Che Warren Ellis abbia un accesso privilegiato al platonico mondo delle idee è ormai un fatto assodato, e questa run del 2007 ne fornisce ulteriore conferma.
In breve: circa un secolo da adesso nel futuro, sotto la superficie ghiacciata di Europa, luna di Giove, un team di esploratori spaziali scopre un oceano di dimensioni mastodontiche. Nelle sue profondità fluttua una serie di avveniristiche bare che, da circa un miliardo di anni, mantengono in animazione sospesa degli esseri dalle sembianze umane.
Un esperto “fiuta-bombe” delle Nazioni Unite viene inviato in loco per fare luce sulla questione. A complicare le cose, in un vicino laboratorio orbitante attorno a Giove, avamposto di ricerca della multinazionale Doors (sic!), l’equipaggio si prepara a mettere le mani su questa risorsa dal potenziale bellico elevatissimo.

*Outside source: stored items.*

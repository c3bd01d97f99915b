// Copyright 2026 Phillip Cloud
// Licensed under the Apache License, Version 2.0

use serde::de::{MapAccess, SeqAccess, Visitor};
use serde::{Deserialize, Deserializer, Serialize};
use serde_json::Value;
use std::fmt;
use time::OffsetDateTime;
use tracing::warn;

use crate::ids::*;

#[derive(Debug, Clone, Copy, PartialEq, Eq, Serialize, Deserialize)]
pub enum ChatType {
    #[serde(rename = "policyAdmins")]
    PolicyAdmins,
    #[serde(rename = "policyAnnounce")]
    PolicyAnnounce,
    #[serde(rename = "domainAll")]
    DomainAll,
    #[serde(rename = "policyRoom")]
    PolicyRoom,
    #[serde(rename = "policyExpenseChat")]
    PolicyExpenseChat,
    /// Any chat type this crate does not model, such as direct messages.
    #[serde(other)]
    Unknown,
}

impl ChatType {
    pub const fn is_chat_room(self) -> bool {
        !matches!(self, Self::PolicyExpenseChat | Self::Unknown)
    }
}

#[derive(Debug, Clone, Copy, PartialEq, Eq, Default, Serialize, Deserialize)]
pub enum ActionName {
    #[serde(rename = "ADDCOMMENT")]
    AddComment,
    #[serde(rename = "CREATED")]
    Created,
    #[serde(rename = "IOU")]
    Iou,
    #[serde(rename = "RENAMED")]
    Renamed,
    #[serde(rename = "CLOSED")]
    Closed,
    #[serde(rename = "REPORTPREVIEW")]
    ReportPreview,
    #[default]
    #[serde(rename = "UNKNOWN")]
    #[serde(other)]
    Unknown,
}

impl ActionName {
    pub const fn as_str(self) -> &'static str {
        match self {
            Self::AddComment => "ADDCOMMENT",
            Self::Created => "CREATED",
            Self::Iou => "IOU",
            Self::Renamed => "RENAMED",
            Self::Closed => "CLOSED",
            Self::ReportPreview => "REPORTPREVIEW",
            Self::Unknown => "UNKNOWN",
        }
    }
}

#[derive(Debug, Clone, PartialEq, Eq, Default, Serialize, Deserialize)]
#[serde(rename_all = "camelCase")]
pub struct Report {
    #[serde(rename = "reportID", default)]
    pub report_id: Option<ReportId>,
    #[serde(default, deserialize_with = "millis")]
    pub last_visited_timestamp: Option<i64>,
    #[serde(default)]
    pub report_name: Option<String>,
    #[serde(default)]
    pub policy_name: Option<String>,
    #[serde(default)]
    pub chat_type: Option<ChatType>,
    #[serde(rename = "ownerAccountID", default)]
    pub owner_account_id: Option<AccountId>,
    #[serde(rename = "participantAccountIDs", default)]
    pub participant_account_ids: Vec<AccountId>,
}

impl Report {
    pub fn has_report_id(&self) -> bool {
        self.report_id.as_ref().is_some_and(ReportId::is_present)
    }

    /// `last_visited_timestamp` is in epoch milliseconds.
    pub fn last_visited_at(&self) -> Option<OffsetDateTime> {
        let millis = self.last_visited_timestamp?;
        OffsetDateTime::from_unix_timestamp_nanos(i128::from(millis) * 1_000_000).ok()
    }

    pub fn is_chat_room(&self) -> bool {
        self.chat_type.is_some_and(ChatType::is_chat_room)
    }

    pub fn is_policy_expense_chat(&self) -> bool {
        self.chat_type == Some(ChatType::PolicyExpenseChat)
    }
}

#[derive(Deserialize)]
#[serde(untagged)]
enum WireMillis {
    Whole(i64),
    Fractional(f64),
}

/// Epoch milliseconds may arrive as floats; the fraction is dropped.
fn millis<'de, D>(deserializer: D) -> Result<Option<i64>, D::Error>
where
    D: Deserializer<'de>,
{
    Ok(
        Option::<WireMillis>::deserialize(deserializer)?.map(|value| match value {
            WireMillis::Whole(millis) => millis,
            WireMillis::Fractional(millis) => millis.trunc() as i64,
        }),
    )
}

#[derive(Debug, Clone, PartialEq, Eq, Default, Serialize, Deserialize)]
pub struct MessageFragment {
    #[serde(rename = "type", default)]
    pub kind: String,
    #[serde(default)]
    pub text: Option<String>,
    #[serde(default)]
    pub html: Option<String>,
}

#[derive(Debug, Clone, PartialEq, Eq, Default, Serialize, Deserialize)]
#[serde(rename_all = "camelCase")]
pub struct ReportAction {
    #[serde(default)]
    pub actor_email: Option<String>,
    #[serde(rename = "reportActionID", default)]
    pub report_action_id: Option<ReportActionId>,
    #[serde(default)]
    pub action_name: ActionName,
    #[serde(default)]
    pub message: Vec<MessageFragment>,
}

impl ReportAction {
    pub fn is_persisted(&self) -> bool {
        self.report_action_id
            .as_ref()
            .is_some_and(ReportActionId::is_present)
    }

    /// Text of the first fragment, `""` when there is none.
    pub fn first_message_text(&self) -> &str {
        self.message
            .first()
            .and_then(|fragment| fragment.text.as_deref())
            .unwrap_or("")
    }
}

#[derive(Debug, Clone, PartialEq, Eq, Default, Serialize, Deserialize)]
pub struct Session {
    #[serde(default)]
    pub email: Option<String>,
    #[serde(rename = "accountID", default)]
    pub account_id: Option<AccountId>,
}

/// Reports as they arrive from callers: a list, or an id-keyed object in
/// insertion order. Either shape may hold `null` entries.
#[derive(Debug, Clone, PartialEq, Eq)]
pub enum ReportCollection {
    Sequence(Vec<Option<Report>>),
    Keyed(Vec<(String, Option<Report>)>),
}

impl Default for ReportCollection {
    fn default() -> Self {
        Self::Sequence(Vec::new())
    }
}

impl ReportCollection {
    /// Flattens either shape to its values in order; keys are dropped.
    pub fn entries(&self) -> Vec<Option<&Report>> {
        match self {
            Self::Sequence(reports) => reports.iter().map(Option::as_ref).collect(),
            Self::Keyed(reports) => reports.iter().map(|(_, report)| report.as_ref()).collect(),
        }
    }

    pub fn len(&self) -> usize {
        match self {
            Self::Sequence(reports) => reports.len(),
            Self::Keyed(reports) => reports.len(),
        }
    }

    pub fn is_empty(&self) -> bool {
        self.len() == 0
    }
}

impl From<Vec<Report>> for ReportCollection {
    fn from(reports: Vec<Report>) -> Self {
        Self::Sequence(reports.into_iter().map(Some).collect())
    }
}

impl FromIterator<(String, Report)> for ReportCollection {
    fn from_iter<I: IntoIterator<Item = (String, Report)>>(iter: I) -> Self {
        Self::Keyed(
            iter.into_iter()
                .map(|(key, report)| (key, Some(report)))
                .collect(),
        )
    }
}

impl<'de> Deserialize<'de> for ReportCollection {
    fn deserialize<D>(deserializer: D) -> Result<Self, D::Error>
    where
        D: Deserializer<'de>,
    {
        deserializer.deserialize_any(CollectionVisitor)
    }
}

struct CollectionVisitor;

impl<'de> Visitor<'de> for CollectionVisitor {
    type Value = ReportCollection;

    fn expecting(&self, f: &mut fmt::Formatter<'_>) -> fmt::Result {
        f.write_str("an array of reports or an object of reports keyed by id")
    }

    fn visit_unit<E>(self) -> Result<Self::Value, E> {
        Ok(ReportCollection::default())
    }

    fn visit_none<E>(self) -> Result<Self::Value, E> {
        Ok(ReportCollection::default())
    }

    fn visit_seq<A>(self, mut seq: A) -> Result<Self::Value, A::Error>
    where
        A: SeqAccess<'de>,
    {
        let mut reports = Vec::with_capacity(seq.size_hint().unwrap_or(0));
        while let Some(value) = seq.next_element::<Value>()? {
            let key = format!("#{}", reports.len());
            reports.push(lenient_report(&key, value));
        }
        Ok(ReportCollection::Sequence(reports))
    }

    fn visit_map<A>(self, mut map: A) -> Result<Self::Value, A::Error>
    where
        A: MapAccess<'de>,
    {
        let mut reports = Vec::with_capacity(map.size_hint().unwrap_or(0));
        while let Some((key, value)) = map.next_entry::<String, Value>()? {
            let report = lenient_report(&key, value);
            reports.push((key, report));
        }
        Ok(ReportCollection::Keyed(reports))
    }
}

/// Decodes one collection entry. An entry that is not a report is logged and
/// treated like a `null` entry.
pub fn lenient_report(key: &str, value: Value) -> Option<Report> {
    match serde_json::from_value(value) {
        Ok(report) => report,
        Err(error) => {
            warn!(key, error = %error, "skipping undecodable report");
            None
        }
    }
}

Ellis gestisce la tensione giocando anche stavolta su scambi recisi di battute, che richiedono sempre una seconda lettura prima di rilasciare in maniera compiuta il loro carico di calcolata ferocia.
Più in generale, è la stessa scansione delle tavole ad opera della coppia Chris Sprouse (matite) / Karl Story (chine) che – al netto di qualche necessaria quanto suggestiva splash page – segue un andamento molto schematico e ordinato, quasi un voluto netto contrasto con i contenuti che queste metaforicamente trasportano.
I misteriosi esseri rimangono, nel corso della narrazione, fondamentalmente come deus ex machina poco più che accennati, mentre il meccanismo a orologeria si concentra principalmente intorno al principio hobbesiano dell’homo homini lupus. Eco lontane di atmosfere alla Alien, quindi, ma rese per mezzo di un’efficace estetica asettica.
Ancora una volta un Ellis che si misura da par suo con l’epica del terrore dallo spazio profondo.